Он разрабатывал проекты университетской реформы, предлагал упразднить мундир, устранить полицейский надзор за студентами, а главное – сделать свободным вход в университет. По его проекту крестьян следовало принимать в университет без экзаменов. Царь, узнав о таком проекте, долго не мог успокоиться. За обедом раздраженно швырнул на стол салфетку: "Тогда будет столько же университетов, сколько кабаков!"
Еще одно нововведение Николая Ивановича – это воскресные школы для малоимущих. Осенью 1859 года на Подоле в Киеве открылась первая такая воскресная школа. Попечитель докладывал министру, что студенты-де "в видах человеколюбия" пожелали бесплатно обучать ремесленников и "другого рабочего класса людей". Он схитрил – вроде бы спрашивал разрешения, но докладывал, когда школа уже открылась.
Учиться пришли и дети, и взрослые. С первого же дня школа была битком набита. Преподавали не только студенты – педагоги, офицеры, литераторы, профессора. Пирогов писал: "Учителя одушевлены рвением учить, ученики – охотою учиться". Он видел в воскресных школах средство просвещения народа, писал обстоятельные трактаты, доказывал пользу такого обучения.
Но в Петербурге уже было составлено высочайшее повеление о "совершенном закрытии всех воскресных школ", ибо "положительно обнаружено в некоторых из них, что под благовидным предлогом распространения в народе грамотности люди злоумышленные покушались в этих школах развивать вредные учения, возмутительные идеи, превратные понятия о праве собственности и безверие". Известный литературный деятель академик Никитенко напишет в своем дневнике: "Ребиндер тоже просил моего совета, кого бы определить на место Пирогова, которого решительно не хочет государь". Князь Васильчиков из Киева ставил вопрос ребром: "Либо я, либо Пирогов".

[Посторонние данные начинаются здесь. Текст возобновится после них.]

// Copyright 2025 the Berth Authors
// SPDX-License-Identifier: Apache-2.0 OR MIT

//! Double-buffered per-element state.
//!
//! Values stored while a frame is being built only become visible to
//! [`Storage::retrieve`] after [`Storage::swap`]. Reads therefore always answer
//! with what the element recorded last frame, never with a half-built answer
//! from the frame in progress.

use hashbrown::HashMap;
use kurbo::{Rect, Size, Vec2};

use crate::Id;

/// A small value persisted for one element.
#[derive(Copy, Clone, Debug, PartialEq)]
#[cfg_attr(feature = "serde", derive(serde::Serialize, serde::Deserialize))]
pub enum Stored {
    /// Toggle state, for example an expanded header.
    Bool(bool),
    /// Integer state, for example a selected index.
    Int(i64),
    /// A single measurement, for example a content height.
    Float(f64),
    /// An offset, for example a scroll position.
    Vec2(Vec2),
    /// A measured size.
    Size(Size),
    /// A measured rectangle.
    Rect(Rect),
}

impl From<bool> for Stored {
    fn from(v: bool) -> Self {
        Self::Bool(v)
    }
}

impl From<i64> for Stored {
    fn from(v: i64) -> Self {
        Self::Int(v)
    }
}

impl From<f64> for Stored {
    fn from(v: f64) -> Self {
        Self::Float(v)
    }
}

impl From<Vec2> for Stored {
    fn from(v: Vec2) -> Self {
        Self::Vec2(v)
    }
}

impl From<Size> for Stored {
    fn from(v: Size) -> Self {
        Self::Size(v)
    }
}

impl From<Rect> for Stored {
    fn from(v: Rect) -> Self {
        Self::Rect(v)
    }
}

/// Per-element state keyed by [`Id`], split into last frame and this frame.
#[derive(Clone, Debug, Default)]
pub struct Storage {
    previous: HashMap<(Id, u32), Stored>,
    current: HashMap<(Id, u32), Stored>,
}

impl Storage {
    /// Empty storage.
    pub fn new() -> Self {
        Self::default()
    }

    /// Record `value` for `id`; readable from the next frame on.
    pub fn store(&mut self, id: Id, value: impl Into<Stored>) {
        self.store_slot(id, 0, value);
    }

    /// Record `value` in a numbered slot of `id`.
    ///
    /// Slots let one element persist several values (a region keeps both its
    /// scroll offset and its content size).
    pub fn store_slot(&mut self, id: Id, slot: u32, value: impl Into<Stored>) {
        self.current.insert((id, slot), value.into());
    }

    /// Value stored for `id` during the previous frame.
    pub fn retrieve(&self, id: Id) -> Option<Stored> {
        self.retrieve_slot(id, 0)
    }

    /// Value stored in `slot` of `id` during the previous frame.
    pub fn retrieve_slot(&self, id: Id, slot: u32) -> Option<Stored> {
        self.previous.get(&(id, slot)).copied()
    }

    /// Last frame's toggle state of `id`.
    pub fn retrieve_bool(&self, id: Id) -> Option<bool> {
        match self.retrieve(id)? {
            Stored::Bool(v) => Some(v),
            _ => None,
        }
    }

    /// Last frame's measurement of `id`.
    pub fn retrieve_float(&self, id: Id) -> Option<f64> {
        match self.retrieve(id)? {
            Stored::Float(v) => Some(v),
            _ => None,
        }
    }

    /// Last frame's offset in `slot` of `id`.
    pub fn retrieve_vec2(&self, id: Id, slot: u32) -> Option<Vec2> {
        match self.retrieve_slot(id, slot)? {
            Stored::Vec2(v) => Some(v),
            _ => None,
        }
    }

    /// Last frame's size in `slot` of `id`.
    pub fn retrieve_size(&self, id: Id, slot: u32) -> Option<Size> {
        match self.retrieve_slot(id, slot)? {
            Stored::Size(v) => Some(v),
            _ => None,
        }
    }

    /// End of frame: this frame's values become last frame's values.
    ///
    /// Values that were not stored again during the frame are dropped, which
    /// forgets elements that are no longer built.
    pub fn swap(&mut self) {
        core::mem::swap(&mut self.previous, &mut self.current);
        self.current.clear();
    }

    /// Number of values readable this frame.
    pub fn len(&self) -> usize {
        self.previous.len()
    }

    /// Whether no values are readable this frame.
    pub fn is_empty(&self) -> bool {
        self.previous.is_empty()
    }
}

#[cfg(test)]
mod tests {
    use super::*;

    #[test]
    fn writes_are_visible_only_after_swap() {
        let mut storage = Storage::new();
        let id = Id::ROOT.with("toggle");

        storage.store(id, true);
        assert_eq!(storage.retrieve(id), None);

        storage.swap();
        assert_eq!(storage.retrieve_bool(id), Some(true));

        // Overwriting during the next frame does not change what is read.
        storage.store(id, false);
        assert_eq!(storage.retrieve_bool(id), Some(true));
        storage.swap();
        assert_eq!(storage.retrieve_bool(id), Some(false));
    }

    #[test]
    fn unrefreshed_values_are_dropped() {
        let mut storage = Storage::new();
        let kept = Id::ROOT.with("kept");
        let gone = Id::ROOT.with("gone");
        storage.store(kept, 1.0);
        storage.store(gone, 2.0);
        storage.swap();
        assert_eq!(storage.len(), 2);

        storage.store(kept, 3.0);
        storage.swap();
        assert_eq!(storage.retrieve_float(kept), Some(3.0));
        assert_eq!(storage.retrieve(gone), None);
    }

    #[test]
    fn slots_are_independent() {
        let mut storage = Storage::new();
        let id = Id::ROOT.with("region");
        storage.store_slot(id, 1, Vec2::new(0.0, 40.0));
        storage.store_slot(id, 2, Size::new(100.0, 400.0));
        storage.swap();
        assert_eq!(storage.retrieve_vec2(id, 1), Some(Vec2::new(0.0, 40.0)));
        assert_eq!(storage.retrieve_size(id, 2), Some(Size::new(100.0, 400.0)));
        assert_eq!(storage.retrieve_vec2(id, 2), None, "wrong type reads as absent");
    }
}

Пирогов был очень "неудобным" человеком для властей. Он был во всем "слишком": слишком умен, слишком принципиален, слишком порядочен, слишком трудолюбив, слишком озабочен решением общественных проблем. Он служил государству верой и правдой, но как-то не так, как хотелось бы государю.
Власти действовали последовательно: сначала уволили Пирогова, а потом уже закрыли его воскресные школы. Правда, незадолго до увольнения придворные покровители Николая Ивановича пытались помирить его с царем. Повод для свидания был выбран не лучший – совещание попечителей, созванное для предотвращения студенческих волнений. Пирогов ратовал за свободу, а царь надеялся на полицию. Великая княгиня Елена Павловна намекала Пирогову на новые должности, просила "получить доверие государя", а во время аудиенции соглашаться и благодарить.

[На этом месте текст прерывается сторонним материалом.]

// Copyright 2025 the Berth Authors
// SPDX-License-Identifier: Apache-2.0 OR MIT

//! Panel content capability.

use berth_imgui::Ui;

/// Content shown when a panel's tab is active.
///
/// `render` is called once per frame while the panel is visible, inside a
/// scrolling region sized to the node's content area. Ids created inside are
/// scoped to the panel, so widget state follows the panel when it is docked
/// elsewhere.
pub trait Panel {
    /// Build the panel's widgets for this frame.
    fn render(&mut self, ui: &mut Ui<'_>);
}

impl<F> Panel for F
where
    F: FnMut(&mut Ui<'_>),
{
    fn render(&mut self, ui: &mut Ui<'_>) {
        self(ui);
    }
}

/// Panel with no content, useful as a placeholder.
#[derive(Clone, Copy, Debug, Default)]
pub struct EmptyPanel;

impl Panel for EmptyPanel {
    fn render(&mut self, _ui: &mut Ui<'_>) {}
}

Царь одновременно принял Пирогова и попечителя Харьковского округа Зиновьева. Пирогов так описал эту встречу: "Представлялся государю и великому князю. Государь позвал еще и Зиновьева и толковал с нами целых 3/4 часа; я ему лил чистую воду. Зиновьев начал благодарением за сделанный им выговор студентам во время его проезда через Харьков, – не стыдясь при мне сказать, что это подействовало благотворно. Жаль, что аудиенция не длилась еще 4 часа; я бы тогда успел высказать все, – помогло ли бы, нет ли, – по крайней мере с плеч долой".
Понятно, что общего языка найти не удалось, и Пирогов был высочайше уволен с поста попечителя 18 марта 1861 года "по расстроенному здоровью". Издаваемый в Лондоне "Колокол" писал по этому поводу: "Отставка Н. И. Пирогова – одно из мерзейших дел России дураков против Руси развивающейся".

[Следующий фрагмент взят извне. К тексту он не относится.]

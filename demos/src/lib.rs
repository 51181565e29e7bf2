// Copyright 2025 the Berth Authors
// SPDX-License-Identifier: Apache-2.0 OR MIT

//! Shared pieces for the demos: logging setup, sample panels, and a way to
//! print a dock tree.
//!
//! Run a demo with, for example:
//! - `RUST_LOG=berth_dock=debug cargo run -p berth_demos --example headless_dock`

use berth_dock::{DockTree, NodeId};
use berth_imgui::Ui;
use tracing_subscriber::EnvFilter;

/// Install a `fmt` subscriber filtered by `RUST_LOG`, defaulting to `info`.
pub fn init_tracing() {
    let filter = EnvFilter::try_from_default_env().unwrap_or_else(|_| EnvFilter::new("info"));
    // A second call in the same process keeps the first subscriber.
    let _ = tracing_subscriber::fmt()
        .with_env_filter(filter)
        .with_target(true)
        .try_init();
}

/// A panel with a counter button and a toggle.
#[derive(Debug, Default)]
pub struct CounterPanel {
    /// Times the button was clicked.
    pub clicks: u32,
    /// State of the checkbox.
    pub enabled: bool,
}

impl berth_dock::Panel for CounterPanel {
    fn render(&mut self, ui: &mut Ui<'_>) {
        ui.label(&format!("Clicked {} times", self.clicks));
        if ui.button("Click").clicked() {
            self.clicks += 1;
            tracing::info!(clicks = self.clicks, "counter clicked");
        }
        ui.checkbox("Enabled", &mut self.enabled);
    }
}

/// A panel with enough lines to scroll.
#[derive(Debug)]
pub struct LogPanel {
    /// Lines shown, oldest first.
    pub lines: Vec<String>,
}

impl LogPanel {
    /// Log panel pre-filled with `n` numbered lines.
    pub fn with_lines(n: usize) -> Self {
        Self {
            lines: (0..n).map(|i| format!("line {i}")).collect(),
        }
    }
}

impl berth_dock::Panel for LogPanel {
    fn render(&mut self, ui: &mut Ui<'_>) {
        if ui.collapsing_header("History", true) {
            for line in &self.lines {
                ui.label(line);
            }
        }
    }
}

/// One-line rendering of the tree under `node`: `[A, B]` for a leaf with two
/// tabs, `H(left | right)` for a horizontal split.
pub fn describe(tree: &DockTree, node: NodeId) -> String {
    if let Some((left, right)) = tree.children_of(node) {
        let axis = match tree.split_of(node) {
            Some((berth_dock::SplitAxis::Vertical, _)) => 'V',
            _ => 'H',
        };
        return format!("{axis}({} | {})", describe(tree, left), describe(tree, right));
    }
    let titles: Vec<&str> = tree
        .panels_of(node)
        .iter()
        .filter_map(|&p| tree.panel_title(p))
        .collect();
    format!("[{}]", titles.join(", "))
}

/// Print every tree root with its mode.
pub fn print_trees(tree: &DockTree) {
    for root in tree.tree_roots() {
        let mode = tree.mode_of(root);
        println!("  {mode:?}: {}", describe(tree, root));
    }
}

Общественность провожала Николая Ивановича в отставку торжественными обедами, благодарственными речами, сочувственными телеграммами. Поступили телеграммы, подписанные химиком Бутлеровым, физиологом Сеченовым, терапевтом Боткиным, ботаником Андреем Бекетовым, химиком Николаем Бекетовым, астрономом Бредихиным, естествоиспытателем Миддендорфом, историком литературы Тихонравовым.
Герцен так писал о проводах уже бывшего попечителя: "Это было свершение великого долга, долга опасного, и потому хвала тому доблестному мужу, который вызвал такие чувства, и хвала тем благородным товарищам его, которые их не утаили".
Отставленный от службы Пирогов отправился в приобретенное им имение Вишня, находившееся в Подольской губернии (теперь в черте города Винница), а весной 1862 года уехал с семьей за границу – работать.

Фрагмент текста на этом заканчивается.